Information shown ▸
//! Config file storage.
//!
//! Reads and writes `config.toml` as a [`RoutinaConfig`].

use std::fs;
use std::path::{Path, PathBuf};

use routina_core::config::RoutinaConfig;
use routina_core::error::Result;
use tracing::{debug, info};

use crate::paths::RoutinaPaths;

/// Storage for the TOML configuration file.
///
/// Responsibilities:
/// - Load `config.toml` and parse it into [`RoutinaConfig`]
/// - Seed a default `config.toml` on first run so there is a file to edit
///
/// Does NOT:
/// - Apply environment or command-line overrides
pub struct ConfigStorage {
    path: PathBuf,
}

impl ConfigStorage {
    pub fn new(path: PathBuf) -> Self {
        Self { path }
    }

    /// Uses the platform config location (`~/.config/routina/config.toml`).
    pub fn default_location(paths: &RoutinaPaths) -> Result<Self> {
        Ok(Self::new(paths.config_file()?))
    }

    pub fn path(&self) -> &Path {
        &self.path
    }

    /// Loads the config file.
    ///
    /// # Returns
    ///
    /// - `Ok(Some(config))`: Successfully loaded
    /// - `Ok(None)`: File doesn't exist or is empty
    /// - `Err`: Failed to read or parse the file
    pub fn load(&self) -> Result<Option<RoutinaConfig>> {
        if !self.path.exists() {
            debug!(path = %self.path.display(), "no config file");
            return Ok(None);
        }

        let content = fs::read_to_string(&self.path)?;
        if content.trim().is_empty() {
            return Ok(None);
        }

        let config: RoutinaConfig = toml::from_str(&content)?;
        info!(path = %self.path.display(), "loaded config");
        Ok(Some(config))
    }

    /// Loads the file. When it does not exist yet, writes the defaults there
    /// and returns them.
    pub fn load_or_seed(&self) -> Result<RoutinaConfig> {
        if let Some(config) = self.load()? {
            return Ok(config);
        }
        let config = RoutinaConfig::default();
        if !self.path.exists() {
            self.save(&config)?;
            info!(path = %self.path.display(), "wrote default config");
        }
        Ok(config)
    }

    pub fn save(&self, config: &RoutinaConfig) -> Result<()> {
        if let Some(parent) = self.path.parent() {
            if !parent.exists() {
                fs::create_dir_all(parent)?;
            }
        }
        fs::write(&self.path, toml::to_string_pretty(config)?)?;
        Ok(())
    }
}

#[cfg(test)]
mod tests {
    use super::*;
    use tempfile::TempDir;

    #[test]
    fn test_missing_file_is_seeded_with_defaults() {
        let temp_dir = TempDir::new().unwrap();
        let storage = ConfigStorage::new(temp_dir.path().join("routina/config.toml"));
        assert!(storage.load().unwrap().is_none());

        assert_eq!(storage.load_or_seed().unwrap(), RoutinaConfig::default());
        assert!(storage.path().exists());
        assert_eq!(storage.load().unwrap(), Some(RoutinaConfig::default()));
    }

    #[test]
    fn test_seeding_keeps_an_existing_file() {
        let temp_dir = TempDir::new().unwrap();
        let path = temp_dir.path().join("config.toml");
        fs::write(&path, "[relay]\nmodel = \"mini\"\n").unwrap();

        let config = ConfigStorage::new(path.clone()).load_or_seed().unwrap();
        assert_eq!(config.relay.model, "mini");
        assert_eq!(fs::read_to_string(&path).unwrap(), "[relay]\nmodel = \"mini\"\n");
    }

    #[test]
    fn test_empty_file_is_not_overwritten() {
        let temp_dir = TempDir::new().unwrap();
        let path = temp_dir.path().join("config.toml");
        fs::write(&path, "").unwrap();

        let storage = ConfigStorage::new(path.clone());
        assert_eq!(storage.load_or_seed().unwrap(), RoutinaConfig::default());
        assert_eq!(fs::read_to_string(&path).unwrap(), "");
    }

    #[test]
    fn test_save_and_load() {
        let temp_dir = TempDir::new().unwrap();
        let storage = ConfigStorage::new(temp_dir.path().join("nested/config.toml"));

        let mut config = RoutinaConfig::default();
        config.relay.endpoint = Some("https://relay.example.dev".to_string());
        config.catalog.source = "catalog/products.json".to_string();
        storage.save(&config).unwrap();

        assert_eq!(storage.load().unwrap(), Some(config));
    }

    #[test]
    fn test_malformed_file_is_a_toml_error() {
        let temp_dir = TempDir::new().unwrap();
        let path = temp_dir.path().join("config.toml");
        fs::write(&path, "[relay\nendpoint = 1").unwrap();

        let err = ConfigStorage::new(path).load().unwrap_err();
        assert!(err.to_string().contains("TOML"));
    }
}
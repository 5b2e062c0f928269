//! Product catalog domain.

pub mod catalog;
pub mod model;
pub mod source;

pub use catalog::{Catalog, CatalogPayload, CatalogState, CatalogStore};
pub use model::{NO_DESCRIPTION, Product, ProductDetails, ProductId};
pub use source::CatalogSource;
pub mod catalog_source;
pub mod paths;
pub mod storage;

pub use crate::catalog_source::{FileCatalogSource, HttpCatalogSource, catalog_source_for};
pub use crate::paths::{PathError, RoutinaPaths};
pub use crate::storage::{ConfigStorage, InMemoryKeyValueStore, JsonFileKeyValueStore};
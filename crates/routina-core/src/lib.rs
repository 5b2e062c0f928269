pub mod config;
pub mod conversation;
pub mod error;
pub mod filter;
pub mod persistence;
pub mod product;
pub mod selection;

// Re-export common error type
pub use error::{Result, RoutinaError};

pub use conversation::{ChatMessage, ChatRelay, ChatRole, RelayError, RequestId, Transcript};
pub use filter::FilterCriteria;
pub use persistence::{DisplayDirection, KeyValueStore, PreferencePersistence, SelectionPersistence};
pub use product::{Catalog, CatalogSource, CatalogState, CatalogStore, Product, ProductId};
pub use selection::{SelectionChange, SelectionSet};
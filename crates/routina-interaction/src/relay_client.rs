//! RelayClient - HTTP client for an OpenAI-compatible chat relay.
//!
//! The relay is a thin proxy in front of a chat-completions API: it takes
//! `{ model, messages }` and answers with the provider's response shape.
//! Configuration priority: command line > environment > `config.toml`.

use async_trait::async_trait;
use reqwest::Client;
use routina_core::config::RelayConfig;
use routina_core::conversation::{ChatMessage, ChatRelay, RelayError, RequestId};
use serde::{Deserialize, Serialize};
use tracing::{debug, warn};

/// Relay client that posts the full history on every call.
///
/// No timeout is set; a request that never completes keeps its placeholder
/// pending.
#[derive(Clone)]
pub struct RelayClient {
    client: Client,
    endpoint: String,
    model: String,
    api_key: Option<String>,
}

impl RelayClient {
    /// Creates a client for `endpoint` using `model`.
    pub fn new(endpoint: impl Into<String>, model: impl Into<String>) -> Self {
        Self {
            client: Client::new(),
            endpoint: endpoint.into(),
            model: model.into(),
            api_key: None,
        }
    }

    /// Builds a client from the `[relay]` config section.
    pub fn from_config(config: &RelayConfig) -> Result<Self, RelayError> {
        let endpoint = config
            .endpoint
            .as_deref()
            .map(str::trim)
            .filter(|e| !e.is_empty())
            .ok_or(RelayError::NotConfigured)?;

        let mut client = Self::new(endpoint, config.model.clone());
        if let Some(key) = config.api_key.as_deref().filter(|k| !k.is_empty()) {
            client = client.with_api_key(key);
        }
        Ok(client)
    }

    /// Sends `Authorization: Bearer <key>` with each request.
    pub fn with_api_key(mut self, api_key: impl Into<String>) -> Self {
        self.api_key = Some(api_key.into());
        self
    }

    pub fn endpoint(&self) -> &str {
        &self.endpoint
    }

    pub fn model(&self) -> &str {
        &self.model
    }

    async fn send_request(&self, body: &ChatCompletionRequest<'_>) -> Result<String, RelayError> {
        let mut request = self
            .client
            .post(&self.endpoint)
            .header("content-type", "application/json")
            .json(body);
        if let Some(key) = &self.api_key {
            request = request.bearer_auth(key);
        }

        let response = request
            .send()
            .await
            .map_err(|err| RelayError::Transport(format!("relay request failed: {err}")))?;

        let status = response.status();
        if !status.is_success() {
            warn!(status = status.as_u16(), "relay answered with a non-success status");
        }

        response
            .text()
            .await
            .map_err(|err| RelayError::Transport(format!("failed to read relay body: {err}")))
    }
}

#[async_trait]
impl ChatRelay for RelayClient {
    async fn complete(
        &self,
        request_id: RequestId,
        messages: Vec<ChatMessage>,
    ) -> Result<Option<String>, RelayError> {
        debug!(%request_id, messages = messages.len(), model = %self.model, "posting to relay");

        let request = ChatCompletionRequest {
            model: &self.model,
            messages: &messages,
        };
        let body = self.send_request(&request).await?;
        parse_completion(&body)
    }
}

/// Relay used when no endpoint is configured. Every call fails.
#[derive(Debug, Clone, Copy, Default)]
pub struct UnconfiguredRelay;

#[async_trait]
impl ChatRelay for UnconfiguredRelay {
    async fn complete(
        &self,
        request_id: RequestId,
        _messages: Vec<ChatMessage>,
    ) -> Result<Option<String>, RelayError> {
        warn!(%request_id, "relay call without a configured endpoint");
        Err(RelayError::NotConfigured)
    }
}

#[derive(Serialize)]
struct ChatCompletionRequest<'a> {
    model: &'a str,
    messages: &'a [ChatMessage],
}

#[derive(Deserialize, Default)]
struct ChatCompletionResponse {
    #[serde(default)]
    choices: Vec<Choice>,
}

#[derive(Deserialize)]
struct Choice {
    #[serde(default)]
    message: Option<ResponseMessage>,
}

#[derive(Deserialize)]
struct ResponseMessage {
    #[serde(default)]
    content: Option<String>,
}

/// Extracts `choices[0].message.content` from a relay response body.
///
/// - body is not JSON: `Err(RelayError::Parse)`
/// - JSON without that path, or with an empty string there: `Ok(None)`
pub fn parse_completion(body: &str) -> Result<Option<String>, RelayError> {
    let value: serde_json::Value = serde_json::from_str(body)
        .map_err(|err| RelayError::Parse(format!("relay response is not JSON: {err}")))?;

    // Any other JSON shape (error envelopes, arrays) just has no reply.
    let response: ChatCompletionResponse = serde_json::from_value(value).unwrap_or_default();

    Ok(response
        .choices
        .into_iter()
        .next()
        .and_then(|choice| choice.message)
        .and_then(|message| message.content)
        .filter(|content| !content.is_empty()))
}

#[cfg(test)]
mod tests {
    use super::*;

    #[test]
    fn test_parse_reply_text() {
        let body = r#"{"id":"x","choices":[{"index":0,"message":{"role":"assistant","content":"Use SPF daily."}}]}"#;
        assert_eq!(
            parse_completion(body).unwrap().as_deref(),
            Some("Use SPF daily.")
        );
    }

    #[test]
    fn test_parse_takes_first_choice() {
        let body = r#"{"choices":[{"message":{"content":"first"}},{"message":{"content":"second"}}]}"#;
        assert_eq!(parse_completion(body).unwrap().as_deref(), Some("first"));
    }

    #[test]
    fn test_missing_content_is_none() {
        for body in [
            r#"{}"#,
            r#"{"choices":[]}"#,
            r#"{"choices":[{}]}"#,
            r#"{"choices":[{"message":{"content":null}}]}"#,
            r#"{"choices":[{"message":{"content":""}}]}"#,
            r#"{"error":{"message":"quota exceeded"}}"#,
            r#"[1,2,3]"#,
        ] {
            assert_eq!(parse_completion(body).unwrap(), None, "body: {body}");
        }
    }

    #[test]
    fn test_non_json_is_parse_error() {
        let err = parse_completion("<html>Bad Gateway</html>").unwrap_err();
        assert!(matches!(err, RelayError::Parse(_)));
    }

    #[test]
    fn test_request_wire_shape() {
        let messages = vec![ChatMessage::system("be brief"), ChatMessage::user("hi")];
        let request = ChatCompletionRequest {
            model: "gpt-4.1-mini",
            messages: &messages,
        };
        let json = serde_json::to_value(&request).unwrap();
        assert_eq!(
            json,
            serde_json::json!({
                "model": "gpt-4.1-mini",
                "messages": [
                    {"role": "system", "content": "be brief"},
                    {"role": "user", "content": "hi"}
                ]
            })
        );
    }

    #[test]
    fn test_from_config_requires_endpoint() {
        let mut config = RelayConfig::default();
        assert!(matches!(
            RelayClient::from_config(&config),
            Err(RelayError::NotConfigured)
        ));

        config.endpoint = Some("  ".to_string());
        assert!(RelayClient::from_config(&config).is_err());

        config.endpoint = Some("https://relay.example.workers.dev".to_string());
        config.model = "gpt-4o".to_string();
        let client = RelayClient::from_config(&config).unwrap();
        assert_eq!(client.endpoint(), "https://relay.example.workers.dev");
        assert_eq!(client.model(), "gpt-4o");
    }
}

Work to be completed ▸
Within the listing above, the range opens at the line with "API: it takes" and closes at the line with "use routina_core::config::RelayConfig;". Reproduce exactly the lines of that range, including both ends.

Answer section ▸
//! The relay is a thin proxy in front of a chat-completions API: it takes
//! `{ model, messages }` and answers with the provider's response shape.
//! Configuration priority: command line > environment > `config.toml`.

use async_trait::async_trait;
use reqwest::Client;
use routina_core::config::RelayConfig;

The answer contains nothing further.